Things can move slowly in the world of cryptography, and for evidence of that one needs to look no further than SHA-1–the hash algorithm introduced in 1995, found to be vulnerable to attack in 2005 and yet is still in use today in many critical applications.
By the end of the year however there will be fewer users of SHA-1 as Microsoft plans to discontinue its use in signing updates, according to a new article submitted by our own Chris Dietrich.
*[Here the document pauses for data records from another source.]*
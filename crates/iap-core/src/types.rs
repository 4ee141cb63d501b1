//! # Domain Types
//!
//! Products, transaction records and purchase outcomes.
//!
//! ## Type Overview
//! ```text
//! ┌─────────────────────────────────────────────────────────────────────────┐
//! │                         Domain Types                                    │
//! │                                                                         │
//! │  ┌──────────────────┐   ┌──────────────────┐   ┌──────────────────┐    │
//! │  │ProductDefinition │   │ TransactionRecord│   │ PurchaseResult   │    │
//! │  │  ─────────────   │   │  ─────────────   │   │  ─────────────   │    │
//! │  │  id              │   │  product_id      │   │  record          │    │
//! │  │  store_id        │   │  transaction_id  │   │  verdict         │    │
//! │  │  kind            │   │  receipt         │   │  completed_at    │    │
//! │  └────────┬─────────┘   │  store_id        │   └──────────────────┘    │
//! │           │             │  restored        │                           │
//! │  ┌────────▼─────────┐   └──────────────────┘   ┌──────────────────┐    │
//! │  │     Product      │                          │ PurchaseFailure  │    │
//! │  │  definition      │   ┌──────────────────┐   │  ─────────────   │    │
//! │  │  metadata        │   │ValidationVerdict │   │  product_id      │    │
//! │  │  available       │   │  Ok / Failure /  │   │  error           │    │
//! │  └──────────────────┘   │  NotAvailable    │   │  record?         │    │
//! │                         └──────────────────┘   └──────────────────┘    │
//! └─────────────────────────────────────────────────────────────────────────┘
//! ```
//!
//! ## Identity
//! - `ProductDefinition::id`: the application's product id, stable across stores
//! - `ProductDefinition::store_specific_id`: the id the platform knows it by
//! - `TransactionRecord::transaction_id`: assigned by the platform per purchase

use chrono::{DateTime, Utc};
use serde::{Deserialize, Serialize};

use crate::error::PurchaseError;

// =============================================================================
// Product Kind
// =============================================================================

/// How the platform treats repeated purchases of a product.
#[derive(Debug, Clone, Copy, PartialEq, Eq, Hash, Default, Serialize, Deserialize)]
#[serde(rename_all = "snake_case")]
pub enum ProductKind {
    /// Can be bought again once consumed (currency packs, potions).
    #[default]
    Consumable,
    /// Bought once, owned forever (level unlocks, ad removal).
    NonConsumable,
    /// Renews until canceled.
    Subscription,
}

impl std::fmt::Display for ProductKind {
    fn fmt(&self, f: &mut std::fmt::Formatter<'_>) -> std::fmt::Result {
        match self {
            ProductKind::Consumable => write!(f, "consumable"),
            ProductKind::NonConsumable => write!(f, "non_consumable"),
            ProductKind::Subscription => write!(f, "subscription"),
        }
    }
}

// =============================================================================
// Product Definition
// =============================================================================

/// A product the application declares to the platform.
#[derive(Debug, Clone, PartialEq, Eq, Serialize, Deserialize)]
pub struct ProductDefinition {
    /// Application product id.
    pub id: String,

    /// Platform-specific id, if different from `id`.
    #[serde(default)]
    pub store_specific_id: Option<String>,

    /// Product kind.
    #[serde(default)]
    pub kind: ProductKind,
}

impl ProductDefinition {
    /// Creates a definition whose store id equals the product id.
    pub fn new(id: impl Into<String>, kind: ProductKind) -> Self {
        ProductDefinition {
            id: id.into(),
            store_specific_id: None,
            kind,
        }
    }

    /// The id to send to the platform.
    pub fn store_id(&self) -> &str {
        self.store_specific_id.as_deref().unwrap_or(&self.id)
    }
}

// =============================================================================
// Product
// =============================================================================

/// Localized storefront data reported by the platform.
#[derive(Debug, Clone, Default, PartialEq, Eq, Serialize, Deserialize)]
pub struct ProductMetadata {
    pub localized_title: String,
    pub localized_description: String,
    /// Formatted price as the platform displays it (e.g. "$0.99").
    pub localized_price_string: String,
    /// ISO 4217 currency code.
    pub iso_currency_code: String,
    /// Price in the currency's smallest unit (99 = $0.99).
    pub price_minor_units: i64,
}

/// A product as known to the platform after initialization or fetch.
#[derive(Debug, Clone, PartialEq, Eq, Serialize, Deserialize)]
pub struct Product {
    pub definition: ProductDefinition,
    #[serde(default)]
    pub metadata: ProductMetadata,
    /// Whether the platform currently allows buying this product.
    pub available_to_purchase: bool,
}

impl Product {
    /// Creates an available product with empty metadata.
    pub fn new(definition: ProductDefinition) -> Self {
        Product {
            definition,
            metadata: ProductMetadata::default(),
            available_to_purchase: true,
        }
    }

    /// Attaches localized metadata.
    pub fn with_metadata(mut self, metadata: ProductMetadata) -> Self {
        self.metadata = metadata;
        self
    }

    /// Application product id.
    #[inline]
    pub fn id(&self) -> &str {
        &self.definition.id
    }

    /// Product kind.
    #[inline]
    pub fn kind(&self) -> ProductKind {
        self.definition.kind
    }
}

// =============================================================================
// Transaction Record
// =============================================================================

/// Immutable snapshot of one purchase as delivered by the platform.
///
/// Created when the platform reports a payment that needs processing, either
/// for an explicit purchase or for a restored one.
#[derive(Debug, Clone, PartialEq, Eq, Serialize, Deserialize)]
pub struct TransactionRecord {
    /// Application product id.
    pub product_id: String,

    /// Platform transaction id (absent on some platforms for restores).
    pub transaction_id: Option<String>,

    /// Opaque receipt payload. Parsing it is the validator's business.
    pub receipt: Option<String>,

    /// Platform that produced the receipt (e.g. "GooglePlay", "AppleAppStore").
    pub store_id: String,

    /// True if the purchase was not started by a `purchase` call.
    pub restored: bool,

    /// When the record was taken.
    pub created_at: DateTime<Utc>,
}

impl TransactionRecord {
    /// Returns true if the receipt is missing or blank.
    pub fn has_empty_receipt(&self) -> bool {
        self.receipt
            .as_deref()
            .map_or(true, |receipt| receipt.trim().is_empty())
    }
}

// =============================================================================
// Validation Verdict
// =============================================================================

/// Verdict of the application's receipt validator.
///
/// An absent verdict (`None`) means "accept without validation".
#[derive(Debug, Clone, Copy, PartialEq, Eq, Hash, Serialize, Deserialize)]
#[serde(rename_all = "snake_case")]
pub enum ValidationVerdict {
    /// Receipt is genuine. Confirm and complete.
    Ok,
    /// Receipt is not genuine. Confirm (so it is not replayed) and fail.
    Failure,
    /// No verdict right now. Do not confirm; the platform redelivers later.
    NotAvailable,
}

// =============================================================================
// Purchase Outcomes
// =============================================================================

/// Result of a completed purchase.
#[derive(Debug, Clone, PartialEq, Eq, Serialize, Deserialize)]
pub struct PurchaseResult {
    pub record: TransactionRecord,
    /// `None` when validation was suppressed.
    pub verdict: Option<ValidationVerdict>,
    pub completed_at: DateTime<Utc>,
}

impl PurchaseResult {
    pub fn product_id(&self) -> &str {
        &self.record.product_id
    }

    pub fn transaction_id(&self) -> Option<&str> {
        self.record.transaction_id.as_deref()
    }

    pub fn is_restored(&self) -> bool {
        self.record.restored
    }
}

/// Failure payload of a purchase operation.
#[derive(Debug, Clone, PartialEq, Eq, Serialize, Deserialize)]
pub struct PurchaseFailure {
    pub product_id: String,
    pub error: PurchaseError,
    /// Present once the platform delivered transaction data.
    pub record: Option<TransactionRecord>,
}

impl std::fmt::Display for PurchaseFailure {
    fn fmt(&self, f: &mut std::fmt::Formatter<'_>) -> std::fmt::Result {
        write!(f, "purchase of '{}' failed: {}", self.product_id, self.error)
    }
}

// =============================================================================
// Unit Tests
// =============================================================================

#[cfg(test)]
mod tests {
    use super::*;

    fn record(receipt: Option<&str>) -> TransactionRecord {
        TransactionRecord {
            product_id: "potion".into(),
            transaction_id: Some("T1".into()),
            receipt: receipt.map(str::to_string),
            store_id: "TestStore".into(),
            restored: false,
            created_at: Utc::now(),
        }
    }

    #[test]
    fn test_store_id_falls_back_to_product_id() {
        let mut definition = ProductDefinition::new("gem_pack", ProductKind::Consumable);
        assert_eq!(definition.store_id(), "gem_pack");

        definition.store_specific_id = Some("com.example.gems".into());
        assert_eq!(definition.store_id(), "com.example.gems");
    }

    #[test]
    fn test_empty_receipt_detection() {
        assert!(record(None).has_empty_receipt());
        assert!(record(Some("")).has_empty_receipt());
        assert!(record(Some("   ")).has_empty_receipt());
        assert!(!record(Some("R1")).has_empty_receipt());
    }

    #[test]
    fn test_product_kind_default_and_display() {
        assert_eq!(ProductKind::default(), ProductKind::Consumable);
        assert_eq!(ProductKind::NonConsumable.to_string(), "non_consumable");
    }

    #[test]
    fn test_purchase_failure_display() {
        let failure = PurchaseFailure {
            product_id: "sword_of_fire".into(),
            error: PurchaseError::PaymentDeclined,
            record: None,
        };
        assert_eq!(
            failure.to_string(),
            "purchase of 'sword_of_fire' failed: Payment was declined"
        );
    }

    #[test]
    fn test_product_definition_deserializes_with_defaults() {
        let definition: ProductDefinition = serde_json::from_str(r#"{"id":"potion"}"#).unwrap();
        assert_eq!(definition.kind, ProductKind::Consumable);
        assert!(definition.store_specific_id.is_none());
    }
}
The updates will be rolled out to all currently supported Windows desktop and server versions between now and September, at which point SHA-1 will be dropped entirely.
While it has been known SHA-1 is theoretically vulnerable to attack for a long time, such attacks remain highly unlikely, with the few successful attempts involving resources that are out of the reach of all but some major corporations and government agencies. This likely explains why SHA-1 remains in use for things such as validating credit card transactions and signing software updates, but even those uses are being phased out: US Federal agencies have been banned from using the algorithm since 2010, and digital certificate issuers have not been allowed to use it since 2016.
With more computing power coming into the reach of smaller organizations and individuals, the need to move away from SHA-1 will only become more urgent. Because while the last documented attack took the resources of an organization like Google, the next could be achieved by organized crime, or an enemy state.
Original Article by Sergiu Gatlan writing for Bleeping Computer.